The Discipline We Don't Yet Have

Context engineering, as a discipline, is early. The term is established. The core observation — that context assembly has more leverage than instruction design for most knowledge-intensive tasks — is broadly accepted among practitioners who build production systems. But the tooling is immature. The theory is fragmented. There is no standard way to measure the distortion introduced by a retrieval pipeline. There is no standard way to introspect what a model's parametric knowledge contains for a given topic. There is no standard way to verify that a context window is internally coherent.

The sceptics are right that much of this overlaps with existing retrieval and data-engineering practice. They are right that the compression metaphor, taken too literally, can mislead. They are right that there is a risk of terminological inflation — of dressing up ordinary pipeline work in the language of information theory to make it sound more profound than it is.
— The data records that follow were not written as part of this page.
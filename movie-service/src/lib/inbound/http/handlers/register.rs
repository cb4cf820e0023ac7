use axum::extract::State;
use axum::http::StatusCode;
use axum::Json;
use serde::Deserialize;
use serde::Serialize;

use super::ApiError;
use super::ApiSuccess;
use crate::domain::user::models::Password;
use crate::domain::user::models::RegisterUserCommand;
use crate::domain::user::models::User;
use crate::domain::user::models::Username;
use crate::inbound::http::router::AppState;
use crate::user::errors::UserError;

pub async fn register(
    State(state): State<AppState>,
    Json(body): Json<RegisterRequest>,
) -> Result<ApiSuccess<RegisterResponseData>, ApiError> {
    state
        .user_service
        .register(body.try_into_command()?)
        .await
        .map_err(ApiError::from)
        .map(|ref user| ApiSuccess::new(StatusCode::OK, user.into()))
}

/// HTTP request body for registering a user (raw JSON)
#[derive(Debug, Clone, PartialEq, Eq, Deserialize)]
pub struct RegisterRequest {
    username: String,
    password: String,
}

impl RegisterRequest {
    fn try_into_command(self) -> Result<RegisterUserCommand, UserError> {
        let username = Username::new(self.username)?;
        let password = Password::new(self.password)?;
        Ok(RegisterUserCommand::new(username, password))
    }
}

/// Registration echoes the username only; the hash never leaves the service.
#[derive(Debug, Clone, PartialEq, Eq, Serialize)]
pub struct RegisterResponseData {
    pub username: String,
}

impl From<&User> for RegisterResponseData {
    fn from(user: &User) -> Self {
        Self {
            username: user.username.as_str().to_string(),
        }
    }
}
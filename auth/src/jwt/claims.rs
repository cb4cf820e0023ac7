use chrono::Duration;
use chrono::Utc;
use serde::Deserialize;
use serde::Serialize;

/// Access token payload.
///
/// Only `sub` and `exp` are required when decoding.
#[derive(Debug, Clone, Serialize, Deserialize, PartialEq, Eq)]
pub struct Claims {
    /// Subject (username)
    pub sub: String,

    /// Expiration time (Unix timestamp)
    pub exp: i64,

    /// Issued at (Unix timestamp)
    #[serde(default, skip_serializing_if = "Option::is_none")]
    pub iat: Option<i64>,
}

impl Claims {
    /// Create claims with an explicit expiration timestamp.
    pub fn new(subject: impl ToString, exp: i64) -> Self {
        Self {
            sub: subject.to_string(),
            exp,
            iat: None,
        }
    }

    /// Create claims for a subject expiring `ttl` from now.
    ///
    /// # Arguments
    /// * `subject` - Authenticated identity (username)
    /// * `ttl` - Token lifetime
    ///
    /// # Returns
    /// Claims with sub, exp, and iat set
    pub fn for_subject(subject: impl ToString, ttl: Duration) -> Self {
        let now = Utc::now();

        Self {
            sub: subject.to_string(),
            exp: (now + ttl).timestamp(),
            iat: Some(now.timestamp()),
        }
    }
}
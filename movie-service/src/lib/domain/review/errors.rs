use thiserror::Error;

use crate::domain::movie::errors::MovieIdError;
use crate::user::errors::UserIdError;

/// Error for ReviewId parsing failures
#[derive(Debug, Clone, Error, PartialEq, Eq)]
pub enum ReviewIdError {
    #[error("Invalid UUID format: {0}")]
    InvalidFormat(String),
}

/// Error for Rating validation failures
#[derive(Debug, Clone, Error, PartialEq)]
pub enum RatingError {
    #[error("Rating must be a finite number")]
    NotFinite,

    #[error("Rating out of range: expected {min} to {max}, got {actual}")]
    OutOfRange { min: f64, max: f64, actual: f64 },
}

/// Top-level error for all review-related operations
#[derive(Debug, Clone, Error)]
pub enum ReviewError {
    #[error("Invalid review ID: {0}")]
    InvalidReviewId(#[from] ReviewIdError),

    #[error("Invalid user ID: {0}")]
    InvalidUserId(#[from] UserIdError),

    #[error("Invalid movie ID: {0}")]
    InvalidMovieId(#[from] MovieIdError),

    #[error("Invalid rating: {0}")]
    InvalidRating(#[from] RatingError),

    #[error("Review already exists for user {user_id} and movie {movie_id}")]
    AlreadyExists { user_id: String, movie_id: String },

    #[error("Review not found: {0}")]
    NotFound(String),

    #[error("Database error: {0}")]
    DatabaseError(String),
}
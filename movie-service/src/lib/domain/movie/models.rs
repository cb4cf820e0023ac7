use std::fmt;

use uuid::Uuid;

use crate::domain::movie::errors::MovieIdError;
use crate::domain::movie::errors::MovieTitleError;

/// Catalog entry.
#[derive(Debug, Clone, PartialEq)]
pub struct Movie {
    pub id: MovieId,
    pub title: MovieTitle,
    pub year: i32,
    pub genres: Vec<String>,
    pub director: String,
    pub plot: String,
    pub actors: Vec<String>,
}

impl Movie {
    /// Assign a fresh identifier to a new catalog entry.
    pub fn from_new(movie: NewMovie) -> Self {
        Self {
            id: MovieId::new(),
            title: movie.title,
            year: movie.year,
            genres: movie.genres,
            director: movie.director,
            plot: movie.plot,
            actors: movie.actors,
        }
    }
}

#[derive(Debug, Clone, Copy, PartialEq, Eq, Hash)]
pub struct MovieId(pub Uuid);

impl MovieId {
    pub fn new() -> Self {
        Self(Uuid::new_v4())
    }

    /// # Errors
    /// * `InvalidFormat` - String is not a valid UUID
    pub fn from_string(s: &str) -> Result<Self, MovieIdError> {
        Uuid::parse_str(s)
            .map(MovieId)
            .map_err(|e| MovieIdError::InvalidFormat(e.to_string()))
    }
}

impl Default for MovieId {
    fn default() -> Self {
        Self::new()
    }
}

impl fmt::Display for MovieId {
    fn fmt(&self, f: &mut fmt::Formatter<'_>) -> fmt::Result {
        self.0.fmt(f)
    }
}

/// Non-blank movie title, stored trimmed.
#[derive(Debug, Clone, PartialEq, Eq)]
pub struct MovieTitle(String);

impl MovieTitle {
    pub fn new(title: String) -> Result<Self, MovieTitleError> {
        let trimmed = title.trim();
        if trimmed.is_empty() {
            return Err(MovieTitleError::Empty);
        }
        Ok(Self(trimmed.to_string()))
    }

    pub fn as_str(&self) -> &str {
        &self.0
    }
}

impl fmt::Display for MovieTitle {
    fn fmt(&self, f: &mut fmt::Formatter<'_>) -> fmt::Result {
        self.0.fmt(f)
    }
}

/// Validated input for a catalog insert.
#[derive(Debug, Clone, PartialEq)]
pub struct NewMovie {
    pub title: MovieTitle,
    pub year: i32,
    pub genres: Vec<String>,
    pub director: String,
    pub plot: String,
    pub actors: Vec<String>,
}
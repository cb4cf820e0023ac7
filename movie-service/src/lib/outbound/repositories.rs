pub mod memory;
pub mod movie;
pub mod review;
pub mod user;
But the sceptics are wrong about what follows from these observations. The fact that context engineering draws on existing disciplines doesn't mean it isn't its own discipline. Software engineering draws on mathematics, electrical engineering, and management science; that doesn't make it a rebrand of any of them. The question isn't whether context engineering introduces entirely novel techniques. The question is whether it names a *design surface* that deserves its own attention, its own tooling, its own evaluation frameworks, and its own expertise. The answer, increasingly, is yes.

The alternative is to continue treating context as a commodity — as something that gets assembled by a retrieval pipeline and dumped into a prompt, with quality assessed by vibes and post-hoc debugging. This is where most of the industry still is. It is not where the industry can afford to stay.

Coda: The Editor's Eye

There's an old principle in journalism: the quality of an article depends less on what the writer includes than on what the editor cuts.

A good editor doesn't just remove bad sentences. They remove good sentences that don't serve the piece — sentences that are true, well-crafted, and interesting, but that dilute the argument, distract the reader, or introduce ambiguity where clarity is needed. The editor's job is compression. Not compression in the mechanical sense of making things shorter, but compression in the editorial sense of making every remaining word do maximum work.

Context engineering is the editor's discipline applied to machines. It asks: given everything the model could see, what *should* it see? What serves the decision at hand? What introduces noise? What contradicts? What is stale? What is authoritative?

The models are getting better. They can read more, synthesise more, reason more. But reading more has never been a substitute for reading the right things. The most well-read person in the room is not necessarily the wisest — not if half their sources are outdated, a quarter contradict each other, and the most important one is buried at the bottom of the pile.

The context window is not a filing cabinet. It is a editorial page. And like all editorial decisions, what you choose to leave out will matter more than what you choose to put in.

We are building machines that make decisions by reading. The least we can do is take seriously what we give them to read.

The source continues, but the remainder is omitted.